Göktürk Yazıtlarında da kadınlardan saygıyla bahsedilmiştir.
Günümüzde ise kadın kendi yaşamından ne kadar feda ederse toplumsal yaşamda o kadar değer kazanıyor. Ataerkil sistemimizde anne; çocuğunu bakan, besleyen, koruyan, büyüten, sevgi ve şefkat gösteren, fedakarlık yaparken kendini unutan kişidir. Çalışan kadın ve anne olmak zorlukları da beraberinde getirir. Giderek zorlaşan ekonomik şartlarda, kadın çalışsa bile, çocuğuna bakmak zorundadır.
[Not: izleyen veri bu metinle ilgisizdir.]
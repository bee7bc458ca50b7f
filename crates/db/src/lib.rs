//! Persistence layer: connection pool, migrations, models and repositories.

use sqlx::postgres::PgPoolOptions;

pub mod models;
pub mod repositories;

pub type DbPool = sqlx::PgPool;

/// Create a connection pool from a database URL.
pub async fn create_pool(database_url: &str) -> Result<DbPool, sqlx::Error> {
    PgPoolOptions::new()
        .max_connections(20)
        .connect(database_url)
        .await
}

/// Round-trip a trivial query to confirm the database is reachable.
pub async fn health_check(pool: &DbPool) -> Result<(), sqlx::Error> {
    sqlx::query("SELECT 1").execute(pool).await?;
    Ok(())
}

/// Apply all pending migrations from `crates/db/migrations`.
pub async fn run_migrations(pool: &DbPool) -> Result<(), sqlx::migrate::MigrateError> {
    sqlx::migrate!("./migrations").run(pool).await
}
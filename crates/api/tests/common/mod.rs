#![allow(dead_code)]

use std::sync::Arc;

use axum::body::Body;
use axum::http::{Method, Request, Response, StatusCode};
use axum::Router;
use http_body_util::BodyExt;
use sqlx::PgPool;
use tower::ServiceExt;

use questlog_api::auth::jwt::JwtConfig;
use questlog_api::config::ServerConfig;
use questlog_api::router::build_app_router;
use questlog_api::state::AppState;

/// Photo limit used by tests; small enough to exceed cheaply.
pub const TEST_MAX_PHOTO_BYTES: usize = 1024;

/// Password used by [`register`].
pub const TEST_PASSWORD: &str = "correct-horse-battery";

/// Build a test `ServerConfig` with safe defaults.
pub fn test_config() -> ServerConfig {
    ServerConfig {
        host: "127.0.0.1".to_string(),
        port: 0,
        cors_origins: vec!["http://localhost:3000".to_string()],
        request_timeout_secs: 30,
        shutdown_timeout_secs: 30,
        min_password_length: 8,
        max_photo_bytes: TEST_MAX_PHOTO_BYTES,
        jwt: JwtConfig {
            secret: "test-secret-that-is-long-enough-for-hmac".to_string(),
            expiry_hours: 1,
        },
    }
}

/// Build the full application router over `pool`, exactly as `main.rs` does.
pub fn build_test_app(pool: PgPool) -> Router {
    let config = test_config();
    let state = AppState {
        pool,
        config: Arc::new(config.clone()),
    };
    build_app_router(state, &config)
}

// ---------------------------------------------------------------------------
// Request helpers
// ---------------------------------------------------------------------------

pub async fn send(app: Router, request: Request<Body>) -> Response<Body> {
    app.oneshot(request).await.unwrap()
}

pub async fn get(app: Router, uri: &str) -> Response<Body> {
    let request = Request::builder().uri(uri).body(Body::empty()).unwrap();
    send(app, request).await
}

pub async fn get_auth(app: Router, uri: &str, token: &str) -> Response<Body> {
    let request = Request::builder()
        .uri(uri)
        .header("Authorization", format!("Bearer {token}"))
        .body(Body::empty())
        .unwrap();
    send(app, request).await
}

pub async fn post_json(app: Router, uri: &str, body: serde_json::Value) -> Response<Body> {
    let request = Request::builder()
        .method(Method::POST)
        .uri(uri)
        .header("Content-Type", "application/json")
        .body(Body::from(body.to_string()))
        .unwrap();
    send(app, request).await
}

pub async fn post_json_auth(
    app: Router,
    uri: &str,
    body: serde_json::Value,
    token: &str,
) -> Response<Body> {
    let request = Request::builder()
        .method(Method::POST)
        .uri(uri)
        .header("Content-Type", "application/json")
        .header("Authorization", format!("Bearer {token}"))
        .body(Body::from(body.to_string()))
        .unwrap();
    send(app, request).await
}

pub async fn post_auth(app: Router, uri: &str, token: &str) -> Response<Body> {
    let request = Request::builder()
        .method(Method::POST)
        .uri(uri)
        .header("Authorization", format!("Bearer {token}"))
        .body(Body::empty())
        .unwrap();
    send(app, request).await
}

pub async fn put_json_auth(
    app: Router,
    uri: &str,
    body: serde_json::Value,
    token: &str,
) -> Response<Body> {
    let request = Request::builder()
        .method(Method::PUT)
        .uri(uri)
        .header("Content-Type", "application/json")
        .header("Authorization", format!("Bearer {token}"))
        .body(Body::from(body.to_string()))
        .unwrap();
    send(app, request).await
}

/// POST a multipart form with a `quest_id` field and an optional `photo` file.
pub async fn post_photo(
    app: Router,
    token: &str,
    quest_id: i64,
    photo: Option<&[u8]>,
) -> Response<Body> {
    const BOUNDARY: &str = "questlog-test-boundary";

    let mut body: Vec<u8> = Vec::new();
    body.extend_from_slice(
        format!(
            "--{BOUNDARY}\r\nContent-Disposition: form-data; name=\"quest_id\"\r\n\r\n{quest_id}\r\n"
        )
        .as_bytes(),
    );
    if let Some(bytes) = photo {
        body.extend_from_slice(
            format!(
                "--{BOUNDARY}\r\nContent-Disposition: form-data; name=\"photo\"; filename=\"proof.jpg\"\r\nContent-Type: image/jpeg\r\n\r\n"
            )
            .as_bytes(),
        );
        body.extend_from_slice(bytes);
        body.extend_from_slice(b"\r\n");
    }
    body.extend_from_slice(format!("--{BOUNDARY}--\r\n").as_bytes());

    let request = Request::builder()
        .method(Method::POST)
        .uri("/api/verification/photo")
        .header(
            "Content-Type",
            format!("multipart/form-data; boundary={BOUNDARY}"),
        )
        .header("Authorization", format!("Bearer {token}"))
        .body(Body::from(body))
        .unwrap();
    send(app, request).await
}

/// Collect a response body and parse it as JSON.
pub async fn body_json(response: Response<Body>) -> serde_json::Value {
    let bytes = response.into_body().collect().await.unwrap().to_bytes();
    serde_json::from_slice(&bytes).unwrap()
}

// ---------------------------------------------------------------------------
// Fixtures
// ---------------------------------------------------------------------------

/// Register `username` through the API and return `(user_id, token)`.
pub async fn register(pool: &PgPool, username: &str) -> (i64, String) {
    let app = build_test_app(pool.clone());
    let body = serde_json::json!({
        "email": format!("{username}@example.com"),
        "password": TEST_PASSWORD,
        "username": username,
    });
    let response = post_json(app, "/api/auth/register", body).await;
    assert_eq!(response.status(), StatusCode::CREATED);

    let json = body_json(response).await;
    let user_id = json["user"]["id"].as_i64().unwrap();
    let token = json["token"].as_str().unwrap().to_string();
    (user_id, token)
}

/// Create a quest through the API and return its id.
pub async fn create_quest(pool: &PgPool, token: &str, xp_reward: i64, gold_reward: i64) -> i64 {
    let app = build_test_app(pool.clone());
    let body = serde_json::json!({
        "title": "Write tests",
        "description": "Cover the happy path",
        "quest_type": "daily",
        "difficulty": "medium",
        "xp_reward": xp_reward,
        "gold_reward": gold_reward,
        "category": "productivity",
    });
    let response = post_json_auth(app, "/api/quests/create", body, token).await;
    assert_eq!(response.status(), StatusCode::CREATED);
    body_json(response).await["id"].as_i64().unwrap()
}
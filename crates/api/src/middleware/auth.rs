//! JWT-based authentication extractor for Axum handlers.

use axum::extract::FromRequestParts;
use axum::http::header::AUTHORIZATION;
use axum::http::request::Parts;
use questlog_core::error::CoreError;
use questlog_core::types::DbId;

use crate::auth::jwt::validate_token;
use crate::error::AppError;
use crate::state::AppState;

/// Authenticated user extracted from a JWT Bearer token in the `Authorization` header.
///
/// The token only proves identity; handlers that need the user's record
/// load it themselves, so a deleted account surfaces as `NotFound`.
///
/// ```ignore
/// async fn my_handler(auth: AuthUser) -> AppResult<Json<()>> {
///     tracing::info!(user_id = auth.user_id, "handling request");
///     Ok(Json(()))
/// }
/// ```
#[derive(Debug, Clone, Copy)]
pub struct AuthUser {
    /// The user's internal database id (from `claims.sub`).
    pub user_id: DbId,
}

impl FromRequestParts<AppState> for AuthUser {
    type Rejection = AppError;

    async fn from_request_parts(
        parts: &mut Parts,
        state: &AppState,
    ) -> Result<Self, Self::Rejection> {
        let auth_header = parts
            .headers
            .get(AUTHORIZATION)
            .and_then(|v| v.to_str().ok())
            .ok_or_else(|| {
                AppError::Core(CoreError::Unauthorized(
                    "Missing Authorization header".into(),
                ))
            })?;

        let token = auth_header.strip_prefix("Bearer ").ok_or_else(|| {
            AppError::Core(CoreError::Unauthorized(
                "Invalid Authorization format. Expected: Bearer <token>".into(),
            ))
        })?;

        let claims = validate_token(token, &state.config.jwt).map_err(|_| {
            AppError::Core(CoreError::Unauthorized("Invalid or expired token".into()))
        })?;

        Ok(AuthUser {
            user_id: claims.sub,
        })
    }
}
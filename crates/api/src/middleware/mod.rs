//! Request extractors shared by authenticated handlers.
//!
//! - [`auth::AuthUser`] -- Extracts the authenticated user from a JWT Bearer token.

pub mod auth;
//! Route definitions for the shop.

use axum::routing::get;
use axum::Router;

use crate::handlers::shop;
use crate::state::AppState;

/// Routes mounted at `/shop`.
///
/// ```text
/// GET /items -> list_items (public)
/// ```
pub fn router() -> Router<AppState> {
    Router::new().route("/items", get(shop::list_items))
}
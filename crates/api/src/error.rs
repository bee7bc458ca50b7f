use axum::http::StatusCode;
use axum::response::{IntoResponse, Response};
use questlog_core::error::CoreError;
use serde_json::json;

/// Application-level error type for HTTP handlers.
///
/// Wraps [`CoreError`] for domain errors and adds HTTP-specific variants.
/// Implements [`IntoResponse`] to produce consistent JSON error responses.
#[derive(Debug, thiserror::Error)]
pub enum AppError {
    /// A domain-level error from `questlog_core`.
    #[error(transparent)]
    Core(#[from] CoreError),

    /// A database error from sqlx.
    #[error("Database error: {0}")]
    Database(#[from] sqlx::Error),

    /// A bad request with a human-readable message.
    #[error("Bad request: {0}")]
    BadRequest(String),

    /// An internal error with a human-readable message.
    #[error("Internal error: {0}")]
    InternalError(String),
}

/// Convenience type alias for handler return values.
pub type AppResult<T> = Result<T, AppError>;

impl From<validator::ValidationErrors> for AppError {
    fn from(errors: validator::ValidationErrors) -> Self {
        AppError::Core(CoreError::Validation(errors.to_string()))
    }
}

impl IntoResponse for AppError {
    fn into_response(self) -> Response {
        let (status, code, message) = match &self {
            AppError::Core(core) => match core {
                CoreError::NotFound { entity, id } => (
                    StatusCode::NOT_FOUND,
                    "NOT_FOUND",
                    format!("{entity} with id {id} not found"),
                ),
                CoreError::NotFoundByName { entity, name } => (
                    StatusCode::NOT_FOUND,
                    "NOT_FOUND",
                    format!("{entity} '{name}' not found"),
                ),
                CoreError::Validation(msg) => {
                    (StatusCode::BAD_REQUEST, "VALIDATION_ERROR", msg.clone())
                }
                CoreError::Conflict(msg) => (StatusCode::CONFLICT, "CONFLICT", msg.clone()),
                CoreError::Unauthorized(msg) => {
                    (StatusCode::UNAUTHORIZED, "UNAUTHORIZED", msg.clone())
                }
            },

            AppError::Database(err) => classify_sqlx_error(err),

            AppError::BadRequest(msg) => (StatusCode::BAD_REQUEST, "BAD_REQUEST", msg.clone()),
            AppError::InternalError(msg) => {
                tracing::error!(error = %msg, "Internal error");
                (
                    StatusCode::INTERNAL_SERVER_ERROR,
                    "INTERNAL_ERROR",
                    "An internal error occurred".to_string(),
                )
            }
        };

        let body = json!({
            "error": message,
            "code": code,
        });

        (status, axum::Json(body)).into_response()
    }
}

/// Classify a sqlx error into an HTTP status, error code, and message.
///
/// - `RowNotFound` maps to 404.
/// - Unique constraint violations (constraint name starting with `uq_`) map to 409.
/// - Everything else maps to 500 with a sanitized message.
fn classify_sqlx_error(err: &sqlx::Error) -> (StatusCode, &'static str, String) {
    match err {
        sqlx::Error::RowNotFound => (
            StatusCode::NOT_FOUND,
            "NOT_FOUND",
            "Resource not found".to_string(),
        ),
        sqlx::Error::Database(db_err) => {
            // PostgreSQL unique_violation.
            if db_err.code().as_deref() == Some("23505") {
                let constraint = db_err.constraint().unwrap_or("unknown");
                if constraint.starts_with("uq_") {
                    return (
                        StatusCode::CONFLICT,
                        "CONFLICT",
                        duplicate_message(constraint),
                    );
                }
            }
            tracing::error!(error = %db_err, "Database error");
            internal()
        }
        other => {
            tracing::error!(error = %other, "Database error");
            internal()
        }
    }
}

/// Human-readable message for a known unique constraint.
fn duplicate_message(constraint: &str) -> String {
    match constraint {
        "uq_users_username" => "Username is already taken".to_string(),
        "uq_users_email" => "Email is already registered".to_string(),
        "uq_friendships_pair" => "Already friends with this user".to_string(),
        other => format!("Duplicate value violates unique constraint: {other}"),
    }
}

fn internal() -> (StatusCode, &'static str, String) {
    (
        StatusCode::INTERNAL_SERVER_ERROR,
        "INTERNAL_ERROR",
        "An internal error occurred".to_string(),
    )
}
Anne olmak kadın olmanın bir zorunluluğu gibi görülürken, bir kariyer sahibi olarak çalışıyor olmak da kadın olmanın bir gerekliliğidir.
‘Modern Türk Kadını” denildiğinde akla gelen hem anne, hem de kamusal alanda çalışan kadın akla gelir.
Bu durum her ikisini de aynı anda sahip olamayan kadında bir eksiklik ve gerginlik, her ikisine sahip kadında da bir güçlülük yaratmaktadır. Evdeki kadın ise söz konusu çalışan kadın olduğunda kendi kadınlığını çaresiz, boyun eğen, farkında olmayan, mağdur olarak görebilmektedir. Çalışan kadın bu söylemden güç alarak, evdeki kadın da çalışan kadına imrenerek, onun çalışan durumunu ve haklarını onaylar. Bir çok kadın ‘Mağdur kadın’ söylemi içinde kendilerinin yer almalarını istemez, şiddet gördüğünü saklar. Fakat kadın, toplumsal iş bölümü gereğince “aklı ermeyen”, “evdeki melek”, çocuklarına kocasına bir eş, zaten bu sıfatların dışında da kadın kimliği ile toplumda ya yer edinemeyen ya da kötülenen bir konumdadır.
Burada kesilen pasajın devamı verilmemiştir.